Restate the data below word for word, keeping each line intact.
(Supplied data Opens)
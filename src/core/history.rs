//! Transition history tracking.
//!
//! Every transition an interpreter takes is recorded as a [`HistoryEntry`].
//! Unmatched events never produce an entry.

use super::state::State;
use chrono::{DateTime, Utc};
use serde::{Deserialize, Serialize};
use std::time::Duration;

/// Record of a single taken transition.
///
/// # Example
///
/// ```rust
/// use session_machine::auth::AuthState;
/// use session_machine::core::HistoryEntry;
/// use chrono::Utc;
///
/// let entry = HistoryEntry {
///     from: AuthState::Uninitialized,
///     to: AuthState::LoggedIn,
///     event: "LOGIN".to_string(),
///     timestamp: Utc::now(),
/// };
/// assert_eq!(entry.event, "LOGIN");
/// ```
#[derive(Clone, Debug, Serialize, Deserialize)]
#[serde(bound = "")]
pub struct HistoryEntry<S: State> {
    /// The state being left
    pub from: S,
    /// The state being entered
    pub to: S,
    /// Name of the event that fired the transition
    pub event: String,
    /// When the transition completed
    pub timestamp: DateTime<Utc>,
}

/// Ordered history of taken transitions.
///
/// Only an interpreter appends to it; everything else reads.
///
/// # Example
///
/// ```rust
/// use session_machine::actions::RecordingSink;
/// use session_machine::auth::{auth_machine, AuthEvent, AuthState};
///
/// let mut service = auth_machine(RecordingSink::new()).unwrap().interpret();
/// service.start().unwrap();
/// service.send(AuthEvent::login("Jason")).unwrap();
/// service.send(AuthEvent::Logout).unwrap();
///
/// let path = service.history().get_path();
/// assert_eq!(
///     path,
///     vec![&AuthState::Uninitialized, &AuthState::LoggedIn, &AuthState::LoggedOut]
/// );
/// ```
#[derive(Clone, Debug, Serialize, Deserialize)]
#[serde(bound = "")]
pub struct StateHistory<S: State> {
    entries: Vec<HistoryEntry<S>>,
}

impl<S: State> Default for StateHistory<S> {
    fn default() -> Self {
        Self::new()
    }
}

impl<S: State> StateHistory<S> {
    /// Create a new empty history.
    pub fn new() -> Self {
        Self {
            entries: Vec::new(),
        }
    }

    /// Append in place, dropping the oldest entries beyond `limit`.
    pub(crate) fn append(&mut self, entry: HistoryEntry<S>, limit: Option<usize>) {
        self.entries.push(entry);
        if let Some(limit) = limit {
            let excess = self.entries.len().saturating_sub(limit);
            self.entries.drain(..excess);
        }
    }

    /// Get the path of states traversed.
    ///
    /// Returns the `from` state of the first entry, then the `to` state of
    /// each entry in order.
    pub fn get_path(&self) -> Vec<&S> {
        let mut path = Vec::new();
        if let Some(first) = self.entries.first() {
            path.push(&first.from);
        }
        for entry in &self.entries {
            path.push(&entry.to);
        }
        path
    }

    /// Time between the first and last recorded transition.
    ///
    /// Returns `None` if the history is empty.
    pub fn duration(&self) -> Option<Duration> {
        if let (Some(first), Some(last)) = (self.entries.first(), self.entries.last()) {
            let duration = last.timestamp.signed_duration_since(first.timestamp);
            duration.to_std().ok()
        } else {
            None
        }
    }

    /// Get all entries in order.
    pub fn transitions(&self) -> &[HistoryEntry<S>] {
        &self.entries
    }

    pub fn len(&self) -> usize {
        self.entries.len()
    }

    pub fn is_empty(&self) -> bool {
        self.entries.is_empty()
    }
}

#[cfg(test)]
mod tests {
    use super::*;

    #[derive(Clone, PartialEq, Eq, Hash, Debug, Serialize, Deserialize)]
    enum Phase {
        Idle,
        Active,
        Done,
    }

    impl State for Phase {
        fn name(&self) -> &str {
            match self {
                Self::Idle => "Idle",
                Self::Active => "Active",
                Self::Done => "Done",
            }
        }
    }

    fn entry(from: Phase, to: Phase) -> HistoryEntry<Phase> {
        HistoryEntry {
            from,
            to,
            event: "GO".to_string(),
            timestamp: Utc::now(),
        }
    }

    #[test]
    fn new_history_is_empty() {
        let history: StateHistory<Phase> = StateHistory::new();
        assert!(history.is_empty());
        assert!(history.get_path().is_empty());
        assert!(history.duration().is_none());
    }

    fn history_of(entries: Vec<HistoryEntry<Phase>>) -> StateHistory<Phase> {
        let mut history = StateHistory::new();
        for entry in entries {
            history.append(entry, None);
        }
        history
    }

    #[test]
    fn get_path_returns_state_sequence() {
        let history = history_of(vec![
            entry(Phase::Idle, Phase::Active),
            entry(Phase::Active, Phase::Done),
        ]);

        let path = history.get_path();
        assert_eq!(path, vec![&Phase::Idle, &Phase::Active, &Phase::Done]);
    }

    #[test]
    fn append_respects_limit() {
        let mut history = StateHistory::new();
        history.append(entry(Phase::Idle, Phase::Active), Some(2));
        history.append(entry(Phase::Active, Phase::Done), Some(2));
        history.append(entry(Phase::Done, Phase::Idle), Some(2));

        assert_eq!(history.len(), 2);
        assert_eq!(history.transitions()[0].from, Phase::Active);
        assert_eq!(history.transitions()[1].to, Phase::Idle);
    }

    #[test]
    fn append_without_limit_keeps_everything() {
        let mut history = StateHistory::new();
        for _ in 0..5 {
            history.append(entry(Phase::Idle, Phase::Active), None);
        }
        assert_eq!(history.len(), 5);
    }

    #[test]
    fn single_entry_has_duration_zero() {
        let history = history_of(vec![entry(Phase::Idle, Phase::Active)]);
        assert_eq!(history.duration(), Some(Duration::from_secs(0)));
    }

    #[test]
    fn duration_spans_first_to_last() {
        let mut first = entry(Phase::Idle, Phase::Active);
        let mut last = entry(Phase::Active, Phase::Done);
        first.timestamp = Utc::now();
        last.timestamp = first.timestamp + chrono::Duration::seconds(90);

        let history = history_of(vec![first, last]);
        assert_eq!(history.duration(), Some(Duration::from_secs(90)));
    }

    #[test]
    fn history_serializes_correctly() {
        let history = history_of(vec![entry(Phase::Idle, Phase::Active)]);

        let json = serde_json::to_string(&history).unwrap();
        let deserialized: StateHistory<Phase> = serde_json::from_str(&json).unwrap();

        assert_eq!(deserialized.len(), 1);
        assert_eq!(deserialized.transitions()[0].event, "GO");
    }
}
(Supplied data Closes)
# Exercise result:
filename src/core/history.rs
//! Transition history tracking.
//!
//! Every transition an interpreter takes is recorded as a [`HistoryEntry`].
//! Unmatched events never produce an entry.

use super::state::State;
use chrono::{DateTime, Utc};
use serde::{Deserialize, Serialize};
use std::time::Duration;

/// Record of a single taken transition.
///
/// # Example
///
/// ```rust
/// use session_machine::auth::AuthState;
/// use session_machine::core::HistoryEntry;
/// use chrono::Utc;
///
/// let entry = HistoryEntry {
///     from: AuthState::Uninitialized,
///     to: AuthState::LoggedIn,
///     event: "LOGIN".to_string(),
///     timestamp: Utc::now(),
/// };
/// assert_eq!(entry.event, "LOGIN");
/// ```
#[derive(Clone, Debug, Serialize, Deserialize)]
#[serde(bound = "")]
pub struct HistoryEntry<S: State> {
    /// The state being left
    pub from: S,
    /// The state being entered
    pub to: S,
    /// Name of the event that fired the transition
    pub event: String,
    /// When the transition completed
    pub timestamp: DateTime<Utc>,
}

/// Ordered history of taken transitions.
///
/// Only an interpreter appends to it; everything else reads.
///
/// # Example
///
/// ```rust
/// use session_machine::actions::RecordingSink;
/// use session_machine::auth::{auth_machine, AuthEvent, AuthState};
///
/// let mut service = auth_machine(RecordingSink::new()).unwrap().interpret();
/// service.start().unwrap();
/// service.send(AuthEvent::login("Jason")).unwrap();
/// service.send(AuthEvent::Logout).unwrap();
///
/// let path = service.history().get_path();
/// assert_eq!(
///     path,
///     vec![&AuthState::Uninitialized, &AuthState::LoggedIn, &AuthState::LoggedOut]
/// );
/// ```
#[derive(Clone, Debug, Serialize, Deserialize)]
#[serde(bound = "")]
pub struct StateHistory<S: State> {
    entries: Vec<HistoryEntry<S>>,
}

impl<S: State> Default for StateHistory<S> {
    fn default() -> Self {
        Self::new()
    }
}

impl<S: State> StateHistory<S> {
    /// Create a new empty history.
    pub fn new() -> Self {
        Self {
            entries: Vec::new(),
        }
    }

    /// Append in place, dropping the oldest entries beyond `limit`.
    pub(crate) fn append(&mut self, entry: HistoryEntry<S>, limit: Option<usize>) {
        self.entries.push(entry);
        if let Some(limit) = limit {
            let excess = self.entries.len().saturating_sub(limit);
            self.entries.drain(..excess);
        }
    }

    /// Get the path of states traversed.
    ///
    /// Returns the `from` state of the first entry, then the `to` state of
    /// each entry in order.
    pub fn get_path(&self) -> Vec<&S> {
        let mut path = Vec::new();
        if let Some(first) = self.entries.first() {
            path.push(&first.from);
        }
        for entry in &self.entries {
            path.push(&entry.to);
        }
        path
    }

    /// Time between the first and last recorded transition.
    ///
    /// Returns `None` if the history is empty.
    pub fn duration(&self) -> Option<Duration> {
        if let (Some(first), Some(last)) = (self.entries.first(), self.entries.last()) {
            let duration = last.timestamp.signed_duration_since(first.timestamp);
            duration.to_std().ok()
        } else {
            None
        }
    }

    /// Get all entries in order.
    pub fn transitions(&self) -> &[HistoryEntry<S>] {
        &self.entries
    }

    pub fn len(&self) -> usize {
        self.entries.len()
    }

    pub fn is_empty(&self) -> bool {
        self.entries.is_empty()
    }
}

#[cfg(test)]
mod tests {
    use super::*;

    #[derive(Clone, PartialEq, Eq, Hash, Debug, Serialize, Deserialize)]
    enum Phase {
        Idle,
        Active,
        Done,
    }

    impl State for Phase {
        fn name(&self) -> &str {
            match self {
                Self::Idle => "Idle",
                Self::Active => "Active",
                Self::Done => "Done",
            }
        }
    }

    fn entry(from: Phase, to: Phase) -> HistoryEntry<Phase> {
        HistoryEntry {
            from,
            to,
            event: "GO".to_string(),
            timestamp: Utc::now(),
        }
    }

    #[test]
    fn new_history_is_empty() {
        let history: StateHistory<Phase> = StateHistory::new();
        assert!(history.is_empty());
        assert!(history.get_path().is_empty());
        assert!(history.duration().is_none());
    }

    fn history_of(entries: Vec<HistoryEntry<Phase>>) -> StateHistory<Phase> {
        let mut history = StateHistory::new();
        for entry in entries {
            history.append(entry, None);
        }
        history
    }

    #[test]
    fn get_path_returns_state_sequence() {
        let history = history_of(vec![
            entry(Phase::Idle, Phase::Active),
            entry(Phase::Active, Phase::Done),
        ]);

        let path = history.get_path();
        assert_eq!(path, vec![&Phase::Idle, &Phase::Active, &Phase::Done]);
    }

    #[test]
    fn append_respects_limit() {
        let mut history = StateHistory::new();
        history.append(entry(Phase::Idle, Phase::Active), Some(2));
        history.append(entry(Phase::Active, Phase::Done), Some(2));
        history.append(entry(Phase::Done, Phase::Idle), Some(2));

        assert_eq!(history.len(), 2);
        assert_eq!(history.transitions()[0].from, Phase::Active);
        assert_eq!(history.transitions()[1].to, Phase::Idle);
    }

    #[test]
    fn append_without_limit_keeps_everything() {
        let mut history = StateHistory::new();
        for _ in 0..5 {
            history.append(entry(Phase::Idle, Phase::Active), None);
        }
        assert_eq!(history.len(), 5);
    }

    #[test]
    fn single_entry_has_duration_zero() {
        let history = history_of(vec![entry(Phase::Idle, Phase::Active)]);
        assert_eq!(history.duration(), Some(Duration::from_secs(0)));
    }

    #[test]
    fn duration_spans_first_to_last() {
        let mut first = entry(Phase::Idle, Phase::Active);
        let mut last = entry(Phase::Active, Phase::Done);
        first.timestamp = Utc::now();
        last.timestamp = first.timestamp + chrono::Duration::seconds(90);

        let history = history_of(vec![first, last]);
        assert_eq!(history.duration(), Some(Duration::from_secs(90)));
    }

    #[test]
    fn history_serializes_correctly() {
        let history = history_of(vec![entry(Phase::Idle, Phase::Active)]);

        let json = serde_json::to_string(&history).unwrap();
        let deserialized: StateHistory<Phase> = serde_json::from_str(&json).unwrap();

        assert_eq!(deserialized.len(), 1);
        assert_eq!(deserialized.transitions()[0].event, "GO");
    }
}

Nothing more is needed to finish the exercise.